In the case where the angle of incidence is $i=0^\circ$ (then $r\approx 0^\circ$ and $sin(0)=0$), mathematically the value for $\bf XY$ is zero and geometrically, we can see that it is zero (you may now be seeing where your error was).
We can also see that as the angle of incidence increases, then so to does the value of the lateral displacement$^1$ but up to the critical angle beyond which there will be no transmission of the ray, but instead total internal reflection. Mathematically, we can also see this is true, since being an unphysical result, the denominator diverges because we are diving by $cos(r)\rightarrow 0$ in the limit $r\rightarrow 90^\circ$. All of this is consistent with your book so far.
Now you have stated that when the angle the incident ray enters is at $90^\circ$ there is no refraction and the ray will pass through. And then you have also stated that if the incidence angle increases then the lateral displacement increases.
The second part of this is true but in the first part, you have assumed that light coming in perpendicular to the surface, is the same as a $90^\circ$ angle of incidence. This is not the case and all you need to do is look at the diagram above to confirm this.
So a ray coming in perpendicular to the top surface does not correspond to an angle of incidence $i=90^\circ$. It actually corresponds to an angle of incidence $i=0^\circ$.
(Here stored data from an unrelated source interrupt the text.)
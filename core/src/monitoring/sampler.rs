//! Composes probe readings into complete [`Snapshot`]s.

use std::time::Instant;

use tracing::{debug, info, warn};

use crate::errors::ProbeError;
use crate::monitoring::parser::{bytes_to_mib, fan_pct_from_state, top_processes, whole_percent};
use crate::monitoring::probe::ProbeSet;
use crate::monitoring::types::{FirmwareReading, Snapshot, FALLBACK_IP};

/// Turns a [`ProbeSet`] into timestamped snapshots.
///
/// `fetch` reads every probe (slow cadence). `fetch_fast` refreshes only the
/// graphed metrics (firmware group and CPU load) and carries the remaining
/// fields over from the last full fetch, so both always return a complete
/// record.
pub struct Sampler<P: ProbeSet> {
    probes: P,
    epoch: Instant,
    top_n: usize,
    last_full: Snapshot,
    /// Last known firmware availability, for logging transitions only.
    firmware_available: Option<bool>,
}

impl<P: ProbeSet> Sampler<P> {
    pub fn new(probes: P, top_n: usize) -> Self {
        Self {
            probes,
            epoch: Instant::now(),
            top_n,
            last_full: Snapshot::default(),
            firmware_available: None,
        }
    }

    /// Read every probe.
    ///
    /// External command probes run first, then the in-process ones.
    pub fn fetch(&mut self) -> Snapshot {
        let firmware = self.read_firmware();
        let disk = self.probes.disk_used_pct();
        let ip_address = match firmware {
            Some(_) => or_unknown("ip", self.probes.local_ip(), FALLBACK_IP.to_string()),
            None => FALLBACK_IP.to_string(),
        };

        let fan_pct = or_unknown("cooling device", self.probes.cooling_state(), None)
            .map(fan_pct_from_state)
            .unwrap_or(0);
        let cpu_load_pct = or_unknown("cpu", self.probes.cpu_load_pct(), 0.0);
        let memory = or_unknown("memory", self.probes.memory(), Default::default());
        let uptime = or_unknown("uptime", self.probes.uptime_s(), 0.0);
        let processes = or_unknown("processes", self.probes.processes(), Vec::new());

        let firmware = firmware.unwrap_or_default();
        let snapshot = Snapshot {
            temperature_c: firmware.temperature_c,
            cpu_load_pct: cpu_load_pct.clamp(0.0, 100.0),
            clock_mhz: firmware.clock_mhz,
            voltage_v: firmware.voltage_v,
            throttle_state: firmware.throttle_state,
            fan_pct,
            ram_used_mib: bytes_to_mib(memory.used_bytes),
            ram_total_mib: bytes_to_mib(memory.total_bytes),
            disk_used_pct: whole_percent(or_unknown("disk", disk, 0.0)),
            ip_address,
            uptime_s: uptime.max(0.0) as u64,
            captured_at: self.epoch.elapsed(),
            top_processes: top_processes(processes, self.top_n),
        };

        self.last_full = snapshot.clone();
        snapshot
    }

    /// Refresh the graphed metrics only.
    pub fn fetch_fast(&mut self) -> Snapshot {
        let firmware = self.read_firmware();
        let cpu_load_pct = or_unknown("cpu", self.probes.cpu_load_pct(), 0.0);

        let ip_address = match firmware {
            Some(_) => self.last_full.ip_address.clone(),
            None => FALLBACK_IP.to_string(),
        };
        let firmware = firmware.unwrap_or_default();

        Snapshot {
            temperature_c: firmware.temperature_c,
            cpu_load_pct: cpu_load_pct.clamp(0.0, 100.0),
            clock_mhz: firmware.clock_mhz,
            voltage_v: firmware.voltage_v,
            throttle_state: firmware.throttle_state,
            ip_address,
            captured_at: self.epoch.elapsed(),
            ..self.last_full.clone()
        }
    }

    #[cfg(test)]
    pub(crate) fn probes_mut(&mut self) -> &mut P {
        &mut self.probes
    }

    fn read_firmware(&mut self) -> Option<FirmwareReading> {
        match self.probes.firmware() {
            Ok(reading) => {
                if self.firmware_available == Some(false) {
                    info!("Firmware queries available again");
                }
                self.firmware_available = Some(true);
                Some(reading)
            }
            Err(e) => {
                if self.firmware_available != Some(false) {
                    warn!("Firmware queries failed, reporting unknown values: {e}");
                }
                self.firmware_available = Some(false);
                None
            }
        }
    }
}

/// Unwrap a probe result, substituting `unknown` on failure.
fn or_unknown<T>(probe: &str, result: Result<T, ProbeError>, unknown: T) -> T {
    match result {
        Ok(value) => value,
        Err(e) => {
            debug!("{probe} probe failed: {e}");
            unknown
        }
    }
}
$^1$Note that in the limit $i\rightarrow 90$ then $r\rightarrow 90$ and so $sin(0)=0$ meaning $\bf XY=0$ which is not an actual physically possible result and this makes sense if we consider that at some point of increasing $i$ there will be no refraction but total internal reflection as mentioned above. A $90^\circ$ incidence angle is not physically meaningful.
Using Snell's law, one can calculate the angle $i$ (termed the critical angle) beyond which there is no more refraction and only reflection. That is $$\theta_{\text critical}=sin^{-1}(\frac{n_a}{n_g})$$ where $n_g$, $n_a$ are the refractive indices for glass and air respectively, and usually this value $\theta_{\text critical}\approx 40^{\circ}$ using the standard values for air and glass refractive indices.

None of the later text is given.